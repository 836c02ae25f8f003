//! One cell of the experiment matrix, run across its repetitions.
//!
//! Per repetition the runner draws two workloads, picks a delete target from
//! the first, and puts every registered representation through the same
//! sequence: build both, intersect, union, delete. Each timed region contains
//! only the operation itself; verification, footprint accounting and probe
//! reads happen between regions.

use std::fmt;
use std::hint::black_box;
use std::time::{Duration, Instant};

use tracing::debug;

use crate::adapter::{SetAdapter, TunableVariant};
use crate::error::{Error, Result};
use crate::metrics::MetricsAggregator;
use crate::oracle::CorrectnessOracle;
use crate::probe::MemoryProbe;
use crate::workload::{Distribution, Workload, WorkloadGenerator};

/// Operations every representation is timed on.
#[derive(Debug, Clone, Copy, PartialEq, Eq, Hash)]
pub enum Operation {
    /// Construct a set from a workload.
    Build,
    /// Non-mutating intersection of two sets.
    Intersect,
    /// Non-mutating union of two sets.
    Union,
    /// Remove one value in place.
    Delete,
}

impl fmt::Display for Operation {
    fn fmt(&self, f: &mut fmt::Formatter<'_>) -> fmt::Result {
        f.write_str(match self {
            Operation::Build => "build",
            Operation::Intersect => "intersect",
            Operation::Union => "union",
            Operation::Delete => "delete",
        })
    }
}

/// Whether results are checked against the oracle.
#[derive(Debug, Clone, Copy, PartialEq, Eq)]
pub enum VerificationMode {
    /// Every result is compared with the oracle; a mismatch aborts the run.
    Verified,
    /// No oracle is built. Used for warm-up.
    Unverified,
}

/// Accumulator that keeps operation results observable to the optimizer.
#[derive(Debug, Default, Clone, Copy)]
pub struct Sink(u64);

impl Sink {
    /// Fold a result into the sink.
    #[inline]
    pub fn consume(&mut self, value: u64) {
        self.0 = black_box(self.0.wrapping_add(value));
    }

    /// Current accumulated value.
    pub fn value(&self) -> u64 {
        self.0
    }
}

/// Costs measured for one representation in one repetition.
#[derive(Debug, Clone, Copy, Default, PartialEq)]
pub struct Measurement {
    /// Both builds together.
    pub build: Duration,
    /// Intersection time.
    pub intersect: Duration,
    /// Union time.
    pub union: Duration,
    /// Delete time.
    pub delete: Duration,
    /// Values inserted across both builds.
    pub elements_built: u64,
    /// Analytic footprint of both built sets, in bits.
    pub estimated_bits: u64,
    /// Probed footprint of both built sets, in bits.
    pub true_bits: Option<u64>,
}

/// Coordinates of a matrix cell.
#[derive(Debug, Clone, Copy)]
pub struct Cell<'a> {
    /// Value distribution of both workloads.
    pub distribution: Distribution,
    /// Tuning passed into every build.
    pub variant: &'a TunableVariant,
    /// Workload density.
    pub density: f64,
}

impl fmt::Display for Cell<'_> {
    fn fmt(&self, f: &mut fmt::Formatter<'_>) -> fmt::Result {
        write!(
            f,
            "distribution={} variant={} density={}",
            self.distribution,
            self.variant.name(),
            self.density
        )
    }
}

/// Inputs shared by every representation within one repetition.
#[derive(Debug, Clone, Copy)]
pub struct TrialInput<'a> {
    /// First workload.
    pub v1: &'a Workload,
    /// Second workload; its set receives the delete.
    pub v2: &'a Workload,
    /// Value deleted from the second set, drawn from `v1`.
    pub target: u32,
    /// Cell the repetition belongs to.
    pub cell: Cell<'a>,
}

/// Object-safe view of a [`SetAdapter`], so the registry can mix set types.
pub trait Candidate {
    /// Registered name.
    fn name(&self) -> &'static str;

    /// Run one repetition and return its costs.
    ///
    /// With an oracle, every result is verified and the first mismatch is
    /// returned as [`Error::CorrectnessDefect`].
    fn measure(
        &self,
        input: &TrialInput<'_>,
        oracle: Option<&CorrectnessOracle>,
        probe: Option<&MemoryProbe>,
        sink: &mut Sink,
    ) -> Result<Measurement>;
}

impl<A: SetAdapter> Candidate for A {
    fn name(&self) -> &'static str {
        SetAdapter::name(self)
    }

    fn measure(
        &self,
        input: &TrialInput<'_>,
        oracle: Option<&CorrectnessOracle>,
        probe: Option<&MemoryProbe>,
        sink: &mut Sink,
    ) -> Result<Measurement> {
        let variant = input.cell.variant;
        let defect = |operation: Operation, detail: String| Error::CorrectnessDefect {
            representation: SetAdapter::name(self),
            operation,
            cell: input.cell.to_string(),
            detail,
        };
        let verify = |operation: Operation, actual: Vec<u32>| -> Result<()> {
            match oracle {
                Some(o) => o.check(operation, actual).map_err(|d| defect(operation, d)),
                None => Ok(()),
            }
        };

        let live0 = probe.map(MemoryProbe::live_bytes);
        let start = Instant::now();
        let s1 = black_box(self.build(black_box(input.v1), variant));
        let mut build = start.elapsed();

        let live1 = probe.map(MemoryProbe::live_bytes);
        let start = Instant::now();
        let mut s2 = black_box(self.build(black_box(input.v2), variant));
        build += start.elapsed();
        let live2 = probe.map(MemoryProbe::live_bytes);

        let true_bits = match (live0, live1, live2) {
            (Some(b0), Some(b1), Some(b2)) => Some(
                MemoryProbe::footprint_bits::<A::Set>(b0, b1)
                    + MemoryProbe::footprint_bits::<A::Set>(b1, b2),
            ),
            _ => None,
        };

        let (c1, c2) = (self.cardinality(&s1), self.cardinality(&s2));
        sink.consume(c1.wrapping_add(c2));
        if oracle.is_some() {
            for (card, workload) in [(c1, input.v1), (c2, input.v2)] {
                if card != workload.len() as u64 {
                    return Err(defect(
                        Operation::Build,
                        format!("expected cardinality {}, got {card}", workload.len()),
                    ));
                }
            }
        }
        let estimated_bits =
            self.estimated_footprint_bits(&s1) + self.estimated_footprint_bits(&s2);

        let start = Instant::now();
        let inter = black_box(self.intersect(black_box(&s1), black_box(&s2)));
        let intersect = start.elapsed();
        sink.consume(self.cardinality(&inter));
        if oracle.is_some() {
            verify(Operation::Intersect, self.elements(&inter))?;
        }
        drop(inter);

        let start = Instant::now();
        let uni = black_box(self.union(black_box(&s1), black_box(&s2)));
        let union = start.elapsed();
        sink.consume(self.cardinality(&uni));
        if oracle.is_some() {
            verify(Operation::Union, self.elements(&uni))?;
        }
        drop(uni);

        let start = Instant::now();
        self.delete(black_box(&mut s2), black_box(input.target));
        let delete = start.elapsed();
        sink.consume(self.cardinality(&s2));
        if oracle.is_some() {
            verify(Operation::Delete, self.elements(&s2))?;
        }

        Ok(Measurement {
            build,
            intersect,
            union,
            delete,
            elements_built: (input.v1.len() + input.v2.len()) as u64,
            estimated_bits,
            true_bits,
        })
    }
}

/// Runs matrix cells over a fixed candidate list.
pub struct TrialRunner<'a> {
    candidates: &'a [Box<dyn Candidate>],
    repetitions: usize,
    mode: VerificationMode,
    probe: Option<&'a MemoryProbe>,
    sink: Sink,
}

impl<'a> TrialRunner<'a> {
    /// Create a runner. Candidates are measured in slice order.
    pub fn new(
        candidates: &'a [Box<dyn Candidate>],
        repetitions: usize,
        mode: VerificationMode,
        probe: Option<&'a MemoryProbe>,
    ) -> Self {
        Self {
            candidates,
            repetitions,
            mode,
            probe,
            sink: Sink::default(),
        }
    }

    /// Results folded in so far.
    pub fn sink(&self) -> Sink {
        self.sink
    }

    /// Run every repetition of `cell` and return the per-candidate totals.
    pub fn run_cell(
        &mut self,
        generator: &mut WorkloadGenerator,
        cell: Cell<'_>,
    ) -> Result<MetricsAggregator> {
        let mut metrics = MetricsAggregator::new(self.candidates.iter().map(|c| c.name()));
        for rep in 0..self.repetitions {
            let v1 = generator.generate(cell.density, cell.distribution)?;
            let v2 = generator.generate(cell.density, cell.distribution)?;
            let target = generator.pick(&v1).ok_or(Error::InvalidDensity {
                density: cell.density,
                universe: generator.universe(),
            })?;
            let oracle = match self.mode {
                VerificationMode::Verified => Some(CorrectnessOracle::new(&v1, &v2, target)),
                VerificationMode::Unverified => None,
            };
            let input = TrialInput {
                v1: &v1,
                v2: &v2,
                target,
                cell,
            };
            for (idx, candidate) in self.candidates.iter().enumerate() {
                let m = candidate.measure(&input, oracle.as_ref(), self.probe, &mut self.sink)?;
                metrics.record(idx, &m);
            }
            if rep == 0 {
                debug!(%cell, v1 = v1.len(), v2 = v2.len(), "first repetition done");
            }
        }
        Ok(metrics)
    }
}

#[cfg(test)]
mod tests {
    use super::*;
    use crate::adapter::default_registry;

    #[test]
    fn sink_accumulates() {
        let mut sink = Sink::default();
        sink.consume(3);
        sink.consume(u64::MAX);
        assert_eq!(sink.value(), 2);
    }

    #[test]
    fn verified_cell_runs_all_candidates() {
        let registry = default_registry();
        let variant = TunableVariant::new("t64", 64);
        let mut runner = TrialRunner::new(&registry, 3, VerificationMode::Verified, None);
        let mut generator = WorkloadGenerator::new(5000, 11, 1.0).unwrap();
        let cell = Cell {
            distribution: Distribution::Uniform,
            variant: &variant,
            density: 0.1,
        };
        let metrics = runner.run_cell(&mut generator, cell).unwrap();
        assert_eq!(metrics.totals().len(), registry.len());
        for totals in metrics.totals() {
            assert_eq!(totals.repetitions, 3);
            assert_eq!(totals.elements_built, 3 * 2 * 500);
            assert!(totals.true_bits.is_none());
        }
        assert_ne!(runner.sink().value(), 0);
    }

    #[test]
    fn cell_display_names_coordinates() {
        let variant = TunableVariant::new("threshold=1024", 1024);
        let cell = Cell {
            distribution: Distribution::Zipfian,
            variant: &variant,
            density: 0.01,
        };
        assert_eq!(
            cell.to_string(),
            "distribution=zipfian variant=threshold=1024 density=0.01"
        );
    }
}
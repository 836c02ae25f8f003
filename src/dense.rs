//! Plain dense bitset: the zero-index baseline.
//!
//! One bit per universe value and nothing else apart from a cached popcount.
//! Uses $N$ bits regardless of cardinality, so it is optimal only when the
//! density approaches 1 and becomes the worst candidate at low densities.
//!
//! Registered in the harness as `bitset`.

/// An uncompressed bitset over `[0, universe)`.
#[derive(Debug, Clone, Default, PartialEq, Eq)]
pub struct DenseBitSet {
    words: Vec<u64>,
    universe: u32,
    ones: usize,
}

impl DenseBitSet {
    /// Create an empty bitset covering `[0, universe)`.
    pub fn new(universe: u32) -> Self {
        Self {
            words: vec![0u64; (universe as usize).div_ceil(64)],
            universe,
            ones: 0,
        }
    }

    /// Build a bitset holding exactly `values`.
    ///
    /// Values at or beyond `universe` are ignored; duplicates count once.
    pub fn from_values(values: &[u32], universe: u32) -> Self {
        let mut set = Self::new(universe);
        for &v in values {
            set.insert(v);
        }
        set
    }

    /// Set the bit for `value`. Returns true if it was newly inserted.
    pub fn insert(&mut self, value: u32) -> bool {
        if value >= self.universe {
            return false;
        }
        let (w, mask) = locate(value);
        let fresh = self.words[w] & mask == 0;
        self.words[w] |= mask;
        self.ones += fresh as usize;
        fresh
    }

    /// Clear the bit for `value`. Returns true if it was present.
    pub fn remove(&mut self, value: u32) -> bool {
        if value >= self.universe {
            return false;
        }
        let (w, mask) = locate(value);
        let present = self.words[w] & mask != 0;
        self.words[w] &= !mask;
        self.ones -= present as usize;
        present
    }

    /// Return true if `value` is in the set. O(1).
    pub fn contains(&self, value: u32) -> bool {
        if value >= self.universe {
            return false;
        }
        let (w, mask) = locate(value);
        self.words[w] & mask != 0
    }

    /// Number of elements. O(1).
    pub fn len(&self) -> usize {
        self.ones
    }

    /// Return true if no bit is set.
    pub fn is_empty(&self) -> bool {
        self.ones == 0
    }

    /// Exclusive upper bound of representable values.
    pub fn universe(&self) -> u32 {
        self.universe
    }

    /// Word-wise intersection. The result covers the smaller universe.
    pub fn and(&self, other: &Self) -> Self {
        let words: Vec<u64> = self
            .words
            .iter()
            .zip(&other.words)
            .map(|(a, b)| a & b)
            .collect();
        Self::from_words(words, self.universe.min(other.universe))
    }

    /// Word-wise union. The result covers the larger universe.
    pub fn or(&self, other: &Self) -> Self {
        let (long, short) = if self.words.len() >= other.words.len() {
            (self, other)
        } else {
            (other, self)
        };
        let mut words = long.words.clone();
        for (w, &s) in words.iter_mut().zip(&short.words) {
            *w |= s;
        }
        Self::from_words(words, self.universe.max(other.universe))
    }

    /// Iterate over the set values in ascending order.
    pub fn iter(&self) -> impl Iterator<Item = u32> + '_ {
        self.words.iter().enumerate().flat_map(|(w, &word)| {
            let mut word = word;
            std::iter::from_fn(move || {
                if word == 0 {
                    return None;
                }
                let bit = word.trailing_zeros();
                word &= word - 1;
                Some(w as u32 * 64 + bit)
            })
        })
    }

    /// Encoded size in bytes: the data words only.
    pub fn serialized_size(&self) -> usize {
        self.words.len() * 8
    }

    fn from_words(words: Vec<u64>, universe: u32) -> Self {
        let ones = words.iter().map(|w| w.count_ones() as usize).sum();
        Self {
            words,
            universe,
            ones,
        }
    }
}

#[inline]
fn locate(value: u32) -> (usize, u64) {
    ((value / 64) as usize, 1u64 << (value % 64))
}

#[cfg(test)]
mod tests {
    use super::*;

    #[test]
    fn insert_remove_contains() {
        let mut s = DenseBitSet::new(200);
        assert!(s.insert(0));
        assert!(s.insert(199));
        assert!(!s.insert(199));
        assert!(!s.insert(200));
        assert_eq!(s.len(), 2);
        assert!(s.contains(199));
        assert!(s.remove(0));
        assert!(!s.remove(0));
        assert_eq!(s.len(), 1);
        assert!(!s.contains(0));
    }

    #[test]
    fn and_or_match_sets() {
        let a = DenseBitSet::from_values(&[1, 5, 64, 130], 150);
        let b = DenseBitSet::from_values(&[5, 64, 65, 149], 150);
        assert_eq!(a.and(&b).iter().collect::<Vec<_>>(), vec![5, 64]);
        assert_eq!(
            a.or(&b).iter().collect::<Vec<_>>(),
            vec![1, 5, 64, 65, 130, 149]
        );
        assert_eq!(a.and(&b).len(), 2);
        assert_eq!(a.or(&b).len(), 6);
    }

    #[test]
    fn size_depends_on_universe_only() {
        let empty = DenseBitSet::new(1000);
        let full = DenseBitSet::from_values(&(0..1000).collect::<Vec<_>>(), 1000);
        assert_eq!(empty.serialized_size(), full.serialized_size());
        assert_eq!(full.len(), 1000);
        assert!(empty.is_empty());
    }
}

###

### Work to complete
When you reach the line holding "self.probe, &mut self.sink)?;" in the records above, begin reproducing exactly, stop after the line holding "sink.consume(3);", and output nothing else.

### Exercise answer
                let m = candidate.measure(&input, oracle.as_ref(), self.probe, &mut self.sink)?;
                metrics.record(idx, &m);
            }
            if rep == 0 {
                debug!(%cell, v1 = v1.len(), v2 = v2.len(), "first repetition done");
            }
        }
        Ok(metrics)
    }
}

#[cfg(test)]
mod tests {
    use super::*;
    use crate::adapter::default_registry;

    #[test]
    fn sink_accumulates() {
        let mut sink = Sink::default();
        sink.consume(3);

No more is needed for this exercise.